Please return the lines below verbatim, beginning at the one that has "with a length." and stopping after the one that has "buf.push(0);", and add no other lines.

* * * *

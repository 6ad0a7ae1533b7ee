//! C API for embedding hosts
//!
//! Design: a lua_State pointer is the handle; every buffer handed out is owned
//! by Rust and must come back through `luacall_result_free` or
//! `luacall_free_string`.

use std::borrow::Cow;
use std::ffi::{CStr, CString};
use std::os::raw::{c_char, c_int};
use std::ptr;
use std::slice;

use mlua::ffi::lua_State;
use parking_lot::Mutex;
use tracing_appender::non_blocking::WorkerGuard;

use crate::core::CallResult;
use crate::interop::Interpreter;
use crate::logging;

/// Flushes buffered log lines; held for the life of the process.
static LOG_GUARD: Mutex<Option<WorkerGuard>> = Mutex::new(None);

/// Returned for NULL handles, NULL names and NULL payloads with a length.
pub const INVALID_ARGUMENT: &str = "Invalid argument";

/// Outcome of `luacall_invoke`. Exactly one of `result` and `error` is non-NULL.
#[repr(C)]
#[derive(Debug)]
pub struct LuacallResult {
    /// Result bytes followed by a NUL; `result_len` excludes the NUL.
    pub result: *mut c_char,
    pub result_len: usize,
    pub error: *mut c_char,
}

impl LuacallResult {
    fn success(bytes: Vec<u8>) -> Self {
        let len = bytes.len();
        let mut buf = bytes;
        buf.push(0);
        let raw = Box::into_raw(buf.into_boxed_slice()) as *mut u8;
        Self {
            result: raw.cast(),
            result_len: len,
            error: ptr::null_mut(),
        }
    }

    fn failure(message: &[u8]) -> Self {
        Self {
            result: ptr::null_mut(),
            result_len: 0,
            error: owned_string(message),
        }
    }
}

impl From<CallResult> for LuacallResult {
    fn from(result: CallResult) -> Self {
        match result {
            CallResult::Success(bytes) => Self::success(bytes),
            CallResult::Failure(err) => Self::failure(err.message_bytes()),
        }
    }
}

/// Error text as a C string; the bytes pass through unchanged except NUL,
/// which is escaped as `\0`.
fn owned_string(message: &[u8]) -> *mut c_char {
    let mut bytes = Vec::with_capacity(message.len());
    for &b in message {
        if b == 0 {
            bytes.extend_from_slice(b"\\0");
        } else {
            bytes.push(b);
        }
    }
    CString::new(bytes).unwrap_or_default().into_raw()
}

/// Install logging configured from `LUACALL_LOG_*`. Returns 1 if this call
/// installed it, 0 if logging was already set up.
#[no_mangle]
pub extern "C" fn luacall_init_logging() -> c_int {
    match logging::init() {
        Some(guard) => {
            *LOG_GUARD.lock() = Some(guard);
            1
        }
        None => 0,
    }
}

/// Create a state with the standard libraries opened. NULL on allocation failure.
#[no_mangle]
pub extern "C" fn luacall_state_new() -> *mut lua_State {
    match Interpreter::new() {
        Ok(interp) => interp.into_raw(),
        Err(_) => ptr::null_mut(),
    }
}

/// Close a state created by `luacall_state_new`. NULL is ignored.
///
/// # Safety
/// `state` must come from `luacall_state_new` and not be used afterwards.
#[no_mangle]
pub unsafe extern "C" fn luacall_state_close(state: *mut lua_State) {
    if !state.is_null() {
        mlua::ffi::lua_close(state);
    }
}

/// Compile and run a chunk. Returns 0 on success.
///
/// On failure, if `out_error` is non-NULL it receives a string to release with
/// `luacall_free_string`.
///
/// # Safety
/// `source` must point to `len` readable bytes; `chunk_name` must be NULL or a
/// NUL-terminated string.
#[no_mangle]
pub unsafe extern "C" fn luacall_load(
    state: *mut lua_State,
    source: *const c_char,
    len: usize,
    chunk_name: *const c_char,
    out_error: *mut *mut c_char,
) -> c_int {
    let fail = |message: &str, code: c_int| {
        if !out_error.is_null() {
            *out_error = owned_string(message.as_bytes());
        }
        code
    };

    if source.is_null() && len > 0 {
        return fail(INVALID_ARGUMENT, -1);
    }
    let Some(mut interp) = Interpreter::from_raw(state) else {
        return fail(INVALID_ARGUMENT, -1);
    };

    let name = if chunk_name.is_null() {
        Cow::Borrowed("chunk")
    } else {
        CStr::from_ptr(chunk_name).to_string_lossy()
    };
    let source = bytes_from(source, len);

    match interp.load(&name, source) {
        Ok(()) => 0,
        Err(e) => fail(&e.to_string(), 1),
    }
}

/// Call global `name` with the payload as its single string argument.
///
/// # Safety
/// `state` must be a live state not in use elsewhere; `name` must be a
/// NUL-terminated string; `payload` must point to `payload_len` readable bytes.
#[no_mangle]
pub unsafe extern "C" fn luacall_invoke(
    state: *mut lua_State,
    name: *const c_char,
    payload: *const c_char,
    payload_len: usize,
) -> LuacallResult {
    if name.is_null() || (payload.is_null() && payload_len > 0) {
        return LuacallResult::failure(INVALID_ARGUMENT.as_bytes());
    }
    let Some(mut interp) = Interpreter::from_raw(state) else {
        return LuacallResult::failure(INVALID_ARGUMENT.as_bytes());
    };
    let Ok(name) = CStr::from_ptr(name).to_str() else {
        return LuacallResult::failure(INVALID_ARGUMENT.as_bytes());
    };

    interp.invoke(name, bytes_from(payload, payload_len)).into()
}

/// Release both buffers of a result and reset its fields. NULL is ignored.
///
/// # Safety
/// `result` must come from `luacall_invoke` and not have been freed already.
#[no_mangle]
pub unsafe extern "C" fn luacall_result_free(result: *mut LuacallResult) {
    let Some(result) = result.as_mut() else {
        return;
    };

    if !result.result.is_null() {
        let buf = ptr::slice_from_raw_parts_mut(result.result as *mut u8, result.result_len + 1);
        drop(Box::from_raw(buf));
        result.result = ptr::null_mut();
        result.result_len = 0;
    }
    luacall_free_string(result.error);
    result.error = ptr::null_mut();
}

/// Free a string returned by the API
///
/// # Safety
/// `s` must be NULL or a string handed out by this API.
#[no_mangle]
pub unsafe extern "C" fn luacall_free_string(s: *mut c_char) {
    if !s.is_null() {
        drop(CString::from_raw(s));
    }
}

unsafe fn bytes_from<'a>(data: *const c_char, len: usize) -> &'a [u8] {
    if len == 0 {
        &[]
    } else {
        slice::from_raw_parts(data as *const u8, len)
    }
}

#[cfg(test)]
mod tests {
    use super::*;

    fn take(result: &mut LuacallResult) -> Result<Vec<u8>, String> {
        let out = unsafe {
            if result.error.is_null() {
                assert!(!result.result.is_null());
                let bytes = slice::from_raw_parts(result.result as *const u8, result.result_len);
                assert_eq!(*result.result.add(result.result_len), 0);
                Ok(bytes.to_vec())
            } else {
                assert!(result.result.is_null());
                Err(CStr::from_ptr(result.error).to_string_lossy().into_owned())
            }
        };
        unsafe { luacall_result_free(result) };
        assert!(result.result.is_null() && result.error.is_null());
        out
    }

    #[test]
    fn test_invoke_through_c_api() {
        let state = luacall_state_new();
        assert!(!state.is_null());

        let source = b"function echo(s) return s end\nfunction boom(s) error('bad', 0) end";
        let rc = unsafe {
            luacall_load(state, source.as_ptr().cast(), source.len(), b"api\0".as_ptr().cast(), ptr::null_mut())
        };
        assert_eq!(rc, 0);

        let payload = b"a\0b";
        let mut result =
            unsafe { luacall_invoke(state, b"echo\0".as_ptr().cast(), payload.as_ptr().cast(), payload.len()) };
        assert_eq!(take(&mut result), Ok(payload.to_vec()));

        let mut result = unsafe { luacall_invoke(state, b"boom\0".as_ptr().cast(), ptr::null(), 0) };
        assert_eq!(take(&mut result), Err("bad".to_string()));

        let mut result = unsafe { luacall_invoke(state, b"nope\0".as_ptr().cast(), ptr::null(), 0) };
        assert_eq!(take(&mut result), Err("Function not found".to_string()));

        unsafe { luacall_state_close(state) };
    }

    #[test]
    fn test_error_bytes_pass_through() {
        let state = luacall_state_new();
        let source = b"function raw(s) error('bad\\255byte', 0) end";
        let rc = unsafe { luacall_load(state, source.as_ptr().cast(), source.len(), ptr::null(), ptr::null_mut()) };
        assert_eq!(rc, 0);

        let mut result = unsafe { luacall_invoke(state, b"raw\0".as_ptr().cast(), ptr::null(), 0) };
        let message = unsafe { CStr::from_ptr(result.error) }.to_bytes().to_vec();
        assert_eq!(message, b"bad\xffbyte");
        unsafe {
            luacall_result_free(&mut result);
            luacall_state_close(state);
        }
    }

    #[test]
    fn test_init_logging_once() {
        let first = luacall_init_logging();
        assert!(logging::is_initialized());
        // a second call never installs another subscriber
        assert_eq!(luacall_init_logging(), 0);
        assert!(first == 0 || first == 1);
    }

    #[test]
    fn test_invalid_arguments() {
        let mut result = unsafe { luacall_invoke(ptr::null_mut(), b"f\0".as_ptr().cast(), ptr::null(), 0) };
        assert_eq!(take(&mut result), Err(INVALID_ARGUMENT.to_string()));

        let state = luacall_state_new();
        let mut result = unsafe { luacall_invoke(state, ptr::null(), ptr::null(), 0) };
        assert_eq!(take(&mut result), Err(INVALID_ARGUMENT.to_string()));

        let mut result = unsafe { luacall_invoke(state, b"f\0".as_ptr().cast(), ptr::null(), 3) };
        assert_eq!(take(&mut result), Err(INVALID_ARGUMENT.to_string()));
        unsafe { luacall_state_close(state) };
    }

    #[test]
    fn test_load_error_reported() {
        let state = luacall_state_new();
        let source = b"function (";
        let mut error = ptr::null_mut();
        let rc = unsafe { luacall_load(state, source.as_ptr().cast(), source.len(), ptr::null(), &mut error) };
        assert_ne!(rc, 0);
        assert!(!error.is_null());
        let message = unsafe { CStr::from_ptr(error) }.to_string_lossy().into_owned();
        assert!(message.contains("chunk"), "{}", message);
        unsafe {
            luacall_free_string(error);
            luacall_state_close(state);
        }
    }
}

* * * *

> **Result for this task**:
/// Returned for NULL handles, NULL names and NULL payloads with a length.
pub const INVALID_ARGUMENT: &str = "Invalid argument";

/// Outcome of `luacall_invoke`. Exactly one of `result` and `error` is non-NULL.
#[repr(C)]
#[derive(Debug)]
pub struct LuacallResult {
    /// Result bytes followed by a NUL; `result_len` excludes the NUL.
    pub result: *mut c_char,
    pub result_len: usize,
    pub error: *mut c_char,
}

impl LuacallResult {
    fn success(bytes: Vec<u8>) -> Self {
        let len = bytes.len();
        let mut buf = bytes;
        buf.push(0);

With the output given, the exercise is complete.